A method for the conditioning of shredder residues is described, for example, in European Published Patent Application No. 1 332 001. In the method described therein, in separate preprocessings, conditioning of a light shredder fraction and conditioning of a heavy shredder fraction take place. During the preprocessing of the conditioning of the light shredder fraction, after isolating a foam fraction and, if necessary, a fiber fraction, there takes place a size reduction of the remaining fraction to form a discharge of <50 mm. A ferromagnetic fraction is separated from the reduced size fraction. The remaining non-ferromagnetic fraction is fed to a size reduction process, in which an additional breaking down of the material takes place. From the material that has been well broken down, a sand fraction of <4 mm is separated in a subsequent method step. The remaining fraction undergoes air sizing and density separation, and thus the fraction is separated into a light fraction of lint and a heavy fraction. The heavy shredder fraction is submitted to a separation of the ferromagnetic components. There follows a size classification of the residual flow and the segregation of the nonferrous metal-containing fraction. This may be accomplished in such a way that first a size classification takes place into greater than and less than 20 mm, and these fractions are separately fed to the metal separator. The main point, in this context, is that as clean a substance separation as possible takes place into a nonferrous metal-containing fraction and a remaining fraction that is low in metal. In a subsequent classification the separation of a sand fraction takes place having a grain diameter less than 6 mm. The remaining coarse grain fraction that is low in metal is subsequently separated into a heavy fraction and a highly dense residual fraction. In the subsequent main process, the heavy fractions from the two preprocessings are combined. These are first broken down in an additional size reduction step. After the size reduction, there is a density separation and the isolation of a light fraction consisting of plastic in a granulated form. The remaining heavy fraction is made up for the most part of nonferrous metals.

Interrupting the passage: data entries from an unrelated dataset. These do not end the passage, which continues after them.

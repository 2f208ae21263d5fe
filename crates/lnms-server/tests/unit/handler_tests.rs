//! Handler wire-format tests
//!
//! Exercise the request shapes the LibreNMS API is picky about:
//! the field/data reshaping on device updates, encoded path segments,
//! and the from/to query key translation.

use std::sync::Arc;

use lnms_infrastructure::LibreNmsClient;
use lnms_infrastructure::config::LibreNmsConfig;
use lnms_server::handlers::ToolHandlers;
use lnms_server::tools::route_tool_call;
use mockito::Matcher;
use rmcp::model::CallToolRequestParam;
use serde_json::json;

fn handlers_for(server: &mockito::Server) -> ToolHandlers {
    let config = LibreNmsConfig {
        base_url: server.url(),
        token: "test-token".to_string(),
        verify_ssl: true,
        timeout_secs: 5,
    };
    ToolHandlers::new(Arc::new(
        LibreNmsClient::new(&config).expect("client should build"),
    ))
}

fn request(name: &'static str, arguments: serde_json::Value) -> CallToolRequestParam {
    CallToolRequestParam {
        name: name.into(),
        arguments: arguments.as_object().cloned(),
        task: None,
        meta: None,
    }
}

fn content_text(result: &rmcp::model::CallToolResult) -> String {
    let content = serde_json::to_value(&result.content[0]).expect("content serializes");
    content["text"].as_str().expect("text content").to_string()
}

#[tokio::test]
async fn device_update_reshapes_a_single_field() {
    let mut server = mockito::Server::new_async().await;
    let mock = server
        .mock("PATCH", "/api/v0/devices/router-01")
        .match_body(Matcher::Json(json!({"field": "notes", "data": "rack 7"})))
        .with_body(r#"{"status": "ok"}"#)
        .create_async()
        .await;
    let handlers = handlers_for(&server);

    let result = route_tool_call(
        request(
            "device_update",
            json!({"hostname": "router-01", "payload": {"notes": "rack 7"}}),
        ),
        &handlers,
    )
    .await
    .expect("call should succeed");

    mock.assert_async().await;
    assert_ne!(result.is_error, Some(true));
}

#[tokio::test]
async fn device_update_reshapes_multiple_fields_as_arrays() {
    let mut server = mockito::Server::new_async().await;
    // serde_json maps iterate in key order, so ignore sorts before notes
    let mock = server
        .mock("PATCH", "/api/v0/devices/router-01")
        .match_body(Matcher::Json(
            json!({"field": ["ignore", "notes"], "data": [1, "rack 7"]}),
        ))
        .with_body(r#"{"status": "ok"}"#)
        .create_async()
        .await;
    let handlers = handlers_for(&server);

    route_tool_call(
        request(
            "device_update",
            json!({"hostname": "router-01", "payload": {"notes": "rack 7", "ignore": 1}}),
        ),
        &handlers,
    )
    .await
    .expect("call should succeed");

    mock.assert_async().await;
}

#[tokio::test]
async fn device_update_rejects_non_object_payloads() {
    let server = mockito::Server::new_async().await;
    let handlers = handlers_for(&server);

    let err = route_tool_call(
        request(
            "device_update",
            json!({"hostname": "router-01", "payload": "notes"}),
        ),
        &handlers,
    )
    .await
    .expect_err("should be rejected");
    assert!(err.message.contains("JSON object"));
}

#[tokio::test]
async fn interface_names_are_percent_encoded() {
    let mut server = mockito::Server::new_async().await;
    let mock = server
        .mock("GET", "/api/v0/devices/router-01/ports/GigabitEthernet0%2F1")
        .with_body(r#"{"port": {}}"#)
        .create_async()
        .await;
    let handlers = handlers_for(&server);

    route_tool_call(
        request(
            "device_ports_get",
            json!({"hostname": "router-01", "ifname": "GigabitEthernet0/1"}),
        ),
        &handlers,
    )
    .await
    .expect("call should succeed");

    mock.assert_async().await;
}

#[tokio::test]
async fn log_time_filters_use_api_key_names() {
    let mut server = mockito::Server::new_async().await;
    let mock = server
        .mock("GET", "/api/v0/logs/eventlog/router-01")
        .match_query(Matcher::AllOf(vec![
            Matcher::UrlEncoded("from".into(), "1700000000".into()),
            Matcher::UrlEncoded("to".into(), "1700003600".into()),
            Matcher::UrlEncoded("limit".into(), "50".into()),
        ]))
        .with_body(r#"{"logs": []}"#)
        .create_async()
        .await;
    let handlers = handlers_for(&server);

    route_tool_call(
        request(
            "logs_eventlog",
            json!({
                "hostname": "router-01",
                "from_ts": "1700000000",
                "to_ts": "1700003600",
                "limit": 50
            }),
        ),
        &handlers,
    )
    .await
    .expect("call should succeed");

    mock.assert_async().await;
}

#[tokio::test]
async fn devicegroup_remove_devices_sends_delete_with_body() {
    let mut server = mockito::Server::new_async().await;
    let mock = server
        .mock("DELETE", "/api/v0/devicegroups/core/devices")
        .match_body(Matcher::Json(json!({"devices": [1, 2]})))
        .with_body(r#"{"status": "ok"}"#)
        .create_async()
        .await;
    let handlers = handlers_for(&server);

    route_tool_call(
        request(
            "devicegroup_remove_devices",
            json!({"name": "core", "payload": {"devices": [1, 2]}}),
        ),
        &handlers,
    )
    .await
    .expect("call should succeed");

    mock.assert_async().await;
}

#[tokio::test]
async fn bgp_session_edit_posts_to_the_session() {
    let mut server = mockito::Server::new_async().await;
    let mock = server
        .mock("POST", "/api/v0/bgp/42")
        .match_body(Matcher::Json(json!({"bgp_descr": "transit"})))
        .with_body(r#"{"status": "ok"}"#)
        .create_async()
        .await;
    let handlers = handlers_for(&server);

    route_tool_call(
        request(
            "bgp_session_edit",
            json!({"bgp_id": 42, "payload": {"bgp_descr": "transit"}}),
        ),
        &handlers,
    )
    .await
    .expect("call should succeed");

    mock.assert_async().await;
}

#[tokio::test]
async fn alert_rule_edit_requires_rule_id_in_payload() {
    let server = mockito::Server::new_async().await;
    let handlers = handlers_for(&server);

    let err = route_tool_call(
        request("alert_rule_edit", json!({"payload": {"name": "High CPU"}})),
        &handlers,
    )
    .await
    .expect_err("should be rejected");
    assert!(err.message.contains("rule_id"));
}

#[tokio::test]
async fn api_errors_come_back_as_error_results() {
    let mut server = mockito::Server::new_async().await;
    server
        .mock("GET", "/api/v0/devices/missing")
        .with_status(404)
        .with_body(r#"{"status": "error", "message": "Device not found"}"#)
        .create_async()
        .await;
    let handlers = handlers_for(&server);

    let result = route_tool_call(request("device_get", json!({"hostname": "missing"})), &handlers)
        .await
        .expect("API failures must not fail the protocol call");
    assert_eq!(result.is_error, Some(true));

    let text = content_text(&result);
    assert!(text.contains("404"));
    assert!(text.contains("Device not found"));
}

#[tokio::test]
async fn server_side_failures_keep_the_call_readable() {
    let mut server = mockito::Server::new_async().await;
    server
        .mock("GET", "/api/v0/system")
        .with_status(500)
        .with_body(r#"{"status": "error", "message": "boom"}"#)
        .create_async()
        .await;
    let handlers = handlers_for(&server);

    let result = route_tool_call(request("system_info", json!({})), &handlers)
        .await
        .expect("API failures must not fail the protocol call");
    assert_eq!(result.is_error, Some(true));
    assert!(content_text(&result).contains("500"));
}

#[tokio::test]
async fn responses_are_rendered_as_json_text() {
    let mut server = mockito::Server::new_async().await;
    server
        .mock("GET", "/api/v0/system")
        .with_body(r#"{"system": [{"local_ver": "24.1.0"}], "status": "ok"}"#)
        .create_async()
        .await;
    let handlers = handlers_for(&server);

    let result = route_tool_call(request("system_info", json!({})), &handlers)
        .await
        .expect("call should succeed");

    assert_ne!(result.is_error, Some(true));
    assert!(content_text(&result).contains("24.1.0"));
}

Furthermore, German Published Patent Application No. 103 34 646 describes a method and equipment for the conditioning of the light shredder fraction of the size reduction of scrap metals and metal-containing scraps, in which the light shredder fraction at its initial state goes through the processes of size reduction, size classification and air current sifting. In this context, the feed material is first exposed, within the scope of a selective size reduction, in such a way that the brittle mineral components, such as glass, ceramics, concrete and sand, in response to a subsequent screening, are discharged completely into fine material, and the remaining components, that are to the greatest extent irreducible in size using impact crushing, such as plastic, rubber, metals are discharged in coarser sizes. For the fine material, in this instance, piece sizes of <2 mm are specified, and for the non-reduced in size or irreducible components, piece sizes of 2-20 mm and >20 mm are specified.
German Published Patent Application No. 10 2004 045 821 describes a method and equipment for conditioning the light shredder fraction from the size reduction of scrap and metallic wastes, in which the material is first fed to loosening-up processes and drying processes. If in the feed material there are still safety-relevant massive components, thick-walled metal pieces and coarse stones present, these are separated with the aid of a heavy material selector. The light shredder fraction is subsequently submitted to a screening, whereby first a coarse material of >20 mm and an intermediate material of <20 mm is created. The intermediate product is fed to an additional screening, to isolate the fine material proportion (sand fraction) of <2 mm. Thereby, besides the sand fraction, a fraction is created having a piece size of 2-20 mm. Subsequently, using the fractions of the piece sizes of 2-20 mm and >20 mm airflow screening is carried out, using a multi-stage zigzag sifter, whereby, because of different air speeds in the individual sifting stages, two products made up of fibers, foamed plastic, foils and wood are created, one or two products made up above all of pieces of plastic and rubber are created, and a product is created that is rich in metal and containing the coarser mineral components.
Furthermore, German Published Patent Application No. 196 29 473 describes a method for conditioning a plastic mixture that is created by vehicle recycling. In a first method step, in this case, the ferromagnetic components are separated using a magnetic separator. After that, a coarse sifting at >10 mm is provided, after which the components having a grain size of >10 mm are submitted to a size reduction process, and are again fed to a coarse sifting. The components having a grain size of <10 mm are then submitted to a fine sifting at >2 mm, and thus a raw sand fraction of <2 mm is separated. In a further step, the remaining fraction is then submitted to a separation of light and heavy material.